● **TASK DETAILS**
Below are some records; find each line that carries the word "ContentChoice" and copy it.

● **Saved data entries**

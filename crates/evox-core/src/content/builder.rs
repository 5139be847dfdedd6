use evox_core_types::ElementId;

use super::ContentItem;
use crate::errors::Result;
use crate::model::{Association, ElementKind, Multiplicity};
use crate::store::ModelView;

#[derive(Debug, Clone, Copy, PartialEq, Eq)]
enum Facet {
    Content,
    Attributes,
}

/// Element content of `node`'s fragment
///
/// # Errors
///
/// Returns `ElementNotFound` if a referenced child is missing from the view.
pub fn content_of(view: ModelView<'_>, node: &ElementId) -> Result<Vec<ContentItem>> {
    Builder::new(view).expand(node, Facet::Content)
}

/// XML attributes of `node`'s fragment, including those merged from
/// unlabelled classes and represented classes
///
/// # Errors
///
/// Returns `ElementNotFound` if a referenced child is missing from the view.
pub fn attributes_of(view: ModelView<'_>, node: &ElementId) -> Result<Vec<ContentItem>> {
    Builder::new(view).expand(node, Facet::Attributes)
}

struct Builder<'a> {
    view: ModelView<'a>,
    /// Classes currently being inlined; a represented class already on this
    /// stack is emitted as an empty alias
    expanding: Vec<ElementId>,
}

impl<'a> Builder<'a> {
    fn new(view: ModelView<'a>) -> Self {
        Self {
            view,
            expanding: Vec::new(),
        }
    }

    fn expand(&mut self, node: &ElementId, facet: Facet) -> Result<Vec<ContentItem>> {
        let element = self.view.element(node)?;
        let mut items = Vec::new();

        if let Some(represented) = element.as_class().and_then(|c| c.represented_class.as_ref()) {
            items.push(self.alias(node, represented, facet)?);
        }
        if facet == Facet::Attributes {
            if let ElementKind::Class(class) = &element.kind {
                for attribute in &class.attributes {
                    items.push(self.simple(attribute, None)?);
                }
            }
        }
        for component in element.components() {
            items.extend(self.component(component, facet)?);
        }
        Ok(items)
    }

    fn alias(
        &mut self,
        representative: &ElementId,
        represented: &ElementId,
        facet: Facet,
    ) -> Result<ContentItem> {
        let items = if self.expanding.contains(represented) || !self.view.contains(represented) {
            Vec::new()
        } else {
            self.expanding.push(represented.clone());
            let items = self.expand(represented, facet);
            self.expanding.pop();
            items?
        };
        Ok(ContentItem::AliasInlined {
            representative: representative.clone(),
            represented: represented.clone(),
            items,
        })
    }

    fn simple(&self, id: &ElementId, via: Option<&Association>) -> Result<ContentItem> {
        let element = self.view.element(id)?;
        let multiplicity = match (via, element.as_attribute()) {
            (Some(association), _) => association.multiplicity,
            (None, Some(attribute)) => attribute.multiplicity,
            (None, None) => Multiplicity::ONE,
        };
        Ok(ContentItem::Simple {
            element: id.clone(),
            via: via.and(element.parent.clone()),
            multiplicity,
        })
    }

    fn component(&mut self, id: &ElementId, facet: Facet) -> Result<Vec<ContentItem>> {
        let element = self.view.element(id)?;
        let items = match (&element.kind, facet) {
            (ElementKind::Association(association), _) => {
                self.through_association(id, association, facet)?
            }
            (ElementKind::ContentContainer(_), Facet::Content) => vec![self.simple(id, None)?],
            (ElementKind::ContentChoice(choice), _) => {
                let mut options = Vec::new();
                for option in &choice.components {
                    options.push(self.component(option, facet)?);
                }
                self.choice(id, None, Multiplicity::ONE, options, facet)
            }
            (ElementKind::AttributeContainer(container), Facet::Content) => {
                let mut items = Vec::new();
                for attribute in &container.attributes {
                    items.push(self.simple(attribute, None)?);
                }
                items
            }
            _ => Vec::new(),
        };
        Ok(items)
    }

    fn through_association(
        &mut self,
        association_id: &ElementId,
        association: &Association,
        facet: Facet,
    ) -> Result<Vec<ContentItem>> {
        let child_id = &association.child;
        let child = self.view.element(child_id)?;
        let via = Some(association_id.clone());
        let multiplicity = association.multiplicity;

        let items = match &child.kind {
            ElementKind::Class(class) if class.element_name.is_some() => match facet {
                Facet::Content => vec![self.simple(child_id, Some(association))?],
                Facet::Attributes => Vec::new(),
            },
            ElementKind::Class(_) => {
                let items = self.expand(child_id, facet)?;
                if facet == Facet::Attributes && items.is_empty() {
                    Vec::new()
                } else {
                    vec![ContentItem::Group {
                        containing: child_id.clone(),
                        via,
                        multiplicity,
                        items,
                    }]
                }
            }
            ElementKind::ClassUnion(union) => {
                let mut options = Vec::new();
                for alternative in &union.components {
                    options.push(self.component(alternative, facet)?);
                }
                self.choice(child_id, via, multiplicity, options, facet)
            }
            _ => Vec::new(),
        };
        Ok(items)
    }

    /// Attribute choices with nothing in any alternative are dropped
    fn choice(
        &self,
        id: &ElementId,
        via: Option<ElementId>,
        multiplicity: Multiplicity,
        options: Vec<Vec<ContentItem>>,
        facet: Facet,
    ) -> Vec<ContentItem> {
        if facet == Facet::Attributes && options.iter().all(Vec::is_empty) {
            return Vec::new();
        }
        vec![ContentItem::Choice {
            choice: id.clone(),
            via,
            multiplicity,
            options,
        }]
    }
}

#[cfg(test)]
mod tests {
    use super::*;
    use crate::content::leaf_elements;
    use crate::model::{ContentChoice, PsmAttribute, PsmClass};
    use crate::store::ModelStore;
    use evox_core_types::VersionId;

    fn names(items: &[ContentItem]) -> Vec<&str> {
        leaf_elements(items).iter().map(|id| id.as_str()).collect()
    }

    #[test]
    fn test_unlabelled_child_becomes_group() {
        let mut store = ModelStore::new("Contacts");
        let snapshot = store.snapshot_mut(VersionId::INITIAL).unwrap();
        let person = snapshot.add_root_class("person", PsmClass::new("Person").with_element_name("person"));
        snapshot
            .add_class_under(&person, "address", PsmClass::new("Address"), Multiplicity::ONE)
            .unwrap();
        let address = ElementId::from("address");
        snapshot
            .add_class_under(&address, "street", PsmClass::new("Street").with_element_name("street"), Multiplicity::MANY)
            .unwrap();
        snapshot
            .add_attribute(&address, "zip", PsmAttribute::new("zip"))
            .unwrap();

        let view = ModelView::new(&store, VersionId::INITIAL);
        let content = content_of(view, &person).unwrap();
        assert!(matches!(&content[0], ContentItem::Group { containing, .. } if containing == &address));
        assert_eq!(names(&content), vec!["street"]);
        assert!(content[0].children()[0].is_optional());

        let attributes = attributes_of(view, &person).unwrap();
        assert_eq!(names(&attributes), vec!["zip"]);
    }

    #[test]
    fn test_optional_association_on_the_path() {
        let mut store = ModelStore::new("Contacts");
        let snapshot = store.snapshot_mut(VersionId::INITIAL).unwrap();
        let person = snapshot.add_root_class("person", PsmClass::new("Person").with_element_name("person"));
        snapshot
            .add_class_under(&person, "address", PsmClass::new("Address"), Multiplicity::OPTIONAL)
            .unwrap();
        let address = ElementId::from("address");
        snapshot
            .add_class_under(&address, "street", PsmClass::new("Street").with_element_name("street"), Multiplicity::ONE)
            .unwrap();

        let view = ModelView::new(&store, VersionId::INITIAL);
        let content = content_of(view, &person).unwrap();
        let street = content[0].children()[0];

        assert!(!street.is_optional());
        assert!(street.is_optional_in(&view, &person).unwrap());
        assert!(!street.is_optional_in(&view, &address).unwrap());
    }

    #[test]
    fn test_optional_in_follows_representative() {
        let mut store = ModelStore::new("Catalog");
        let snapshot = store.snapshot_mut(VersionId::INITIAL).unwrap();
        let catalog = snapshot.add_root_class("catalog", PsmClass::new("Catalog").with_element_name("catalog"));
        snapshot
            .add_class_under(&catalog, "item", PsmClass::new("Item").with_element_name("item"), Multiplicity::OPTIONAL)
            .unwrap();
        let item = ElementId::from("item");
        snapshot
            .add_class_under(&item, "price", PsmClass::new("Price").with_element_name("price"), Multiplicity::ONE)
            .unwrap();
        let line = snapshot.add_root_class(
            "line",
            PsmClass::new("Line").with_element_name("line").representing(item.clone()),
        );

        let view = ModelView::new(&store, VersionId::INITIAL);
        let content = content_of(view, &line).unwrap();
        let price = match &content[..] {
            [ContentItem::AliasInlined { items, .. }] => &items[0],
            other => panic!("unexpected content {:?}", other),
        };

        assert_eq!(price.element().as_str(), "price");
        assert!(!price.is_optional());
        assert!(!price.is_optional_in(&view, &line).unwrap());
        assert!(price.is_optional_in(&view, &catalog).unwrap());
    }

    #[test]
    fn test_representative_cycle_terminates() {
        let mut store = ModelStore::new("Loop");
        let snapshot = store.snapshot_mut(VersionId::INITIAL).unwrap();
        let a = snapshot.add_root_class(
            "a",
            PsmClass::new("A").with_element_name("a").representing(ElementId::from("b")),
        );
        let b = snapshot.add_root_class(
            "b",
            PsmClass::new("B").with_element_name("b").representing(a.clone()),
        );
        snapshot.add_attribute(&b, "code", PsmAttribute::new("code")).unwrap();

        let view = ModelView::new(&store, VersionId::INITIAL);
        let attributes = attributes_of(view, &a).unwrap();
        assert_eq!(names(&attributes), vec!["code"]);
    }

    #[test]
    fn test_content_choice_options() {
        let mut store = ModelStore::new("Payments");
        let snapshot = store.snapshot_mut(VersionId::INITIAL).unwrap();
        let payment = snapshot.add_root_class("payment", PsmClass::new("Payment").with_element_name("payment"));
        let choice = snapshot
            .add_component(&payment, "method", ElementKind::ContentChoice(ContentChoice::default()))
            .unwrap();
        for name in ["card", "cash"] {
            snapshot
                .add_class_under(&choice, name, PsmClass::new(name).with_element_name(name), Multiplicity::ONE)
                .unwrap();
        }

        let content = content_of(ModelView::new(&store, VersionId::INITIAL), &payment).unwrap();
        match &content[..] {
            [ContentItem::Choice { options, .. }] => assert_eq!(options.len(), 2),
            other => panic!("unexpected content {:?}", other),
        }
    }
}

● **RESULT FOR THIS EXERCISE**
            (ElementKind::ContentChoice(choice), _) => {
    use crate::model::{ContentChoice, PsmAttribute, PsmClass};
            .add_component(&payment, "method", ElementKind::ContentChoice(ContentChoice::default()))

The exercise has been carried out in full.